Some of Burwash's artworks have becaome a part of the State
of New Hampshire's Living Treasures permanent collection.
Between
1934 and 1941, Burwash honed his skills in his place in Washington,
NH painting landscapes and portraits. Life was primitive
no plumbing, electricity or automobile but the $20.00
per week in wages allowed the Burwashes to live in relative
comfort.
While
Burwash worked in seclusion, Ida used her social and culinary
skills to become a part of the community. Her doughnuts brought
children to their door. Her lunches attracted potential models.
Burwash helped farmers with maple sugaring, haying, and hoeing.
During the 1938 hurricane, he cleared blow-downs to re-open
roads near his home. He taught a neighbor wood-carving and
paid people to paint. The Burwashes attended town meetings
and participated in other community activities. When a family
invited them to dinner, they knew they were accepted.
Following
his years with the WPA, Burwash left painting and drawing
altogether. Even though he continued a productive life as
a sculptor and wood pattern-maker in Massachusetts, he held
a life-long warm place in his heart for New Hampshire.
As part
of the federal requirements, the New Hampshire State Library
preserved his watercolors and drawings, delivered faithfully
by Omer T. Lassonde, State Director of the New Hampshire Federal
Art Project. In 1982, his works were brought to light in a
publication, New Hampshire in the 1930s: The Great
Depression and the New Deal, funded by the New Hampshire
Humanities Council.
In 1996,
the New Hampshire State Council on the Arts discovered
the archived collection of 122 Burwash watercolors at the
New Hampshire State Library and contacted the artist, then
90 years old, working as a sculptor in Cambridge, Massachusetts.
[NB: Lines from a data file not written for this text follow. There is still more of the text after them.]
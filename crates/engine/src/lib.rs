//! `cellcheck-engine`: rules, templates and the two engines that consume them.
//!
//! Pure engine crate: validation works on an already loaded [`Table`],
//! generation produces an in-memory [`WorkbookDraft`]. File formats live in
//! `cellcheck-io`.

pub mod cell_ref;
pub mod constraint;
pub mod error;
pub mod generate;
pub mod report;
pub mod reporter;
pub mod rule;
pub mod table;
pub mod template;
pub mod validate;
pub mod workbook;

pub use error::{GenerateError, RuleError, TemplateError};
pub use generate::GenerationEngine;
pub use report::{ColumnSummary, Failure, FailureReport};
pub use reporter::{CaptureReporter, Reporter, TracingReporter};
pub use rule::{Rule, RuleKind};
pub use table::Table;
pub use template::Template;
pub use validate::{Abort, ValidationEngine, ValidationOptions, ValidationOutcome};
pub use workbook::WorkbookDraft;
Sixty years after his emergence as an artist in New Hampshire,
his paintings were organized into a traveling exhibit for
the first time in a show entitled Finding Light in Dark Times:
New Hampshire Paintings by Nathaniel C. Burwash.
In 1996,
Burwash was the first artist to donate his papers to the New
Hampshire Artist Archives which has been established by the
New Hampshire State Council on the Arts and the New Hampshire
State Library. Nathanial C. Burwash died at his home in Cambridge,
Massachusetts, one month shy of reaching his 94th birthday.
At the age of 92, he continued to carve sculpture and arrange
exhibitions of his work.
--
Edited
for the Winter 2002 issue of NH Arts, the State Arts Councils
newsletter, from an article written by Mary Rose Boswell for
the 1996 traveling exhibition, Finding Light in Dark Times
exhibition brochure.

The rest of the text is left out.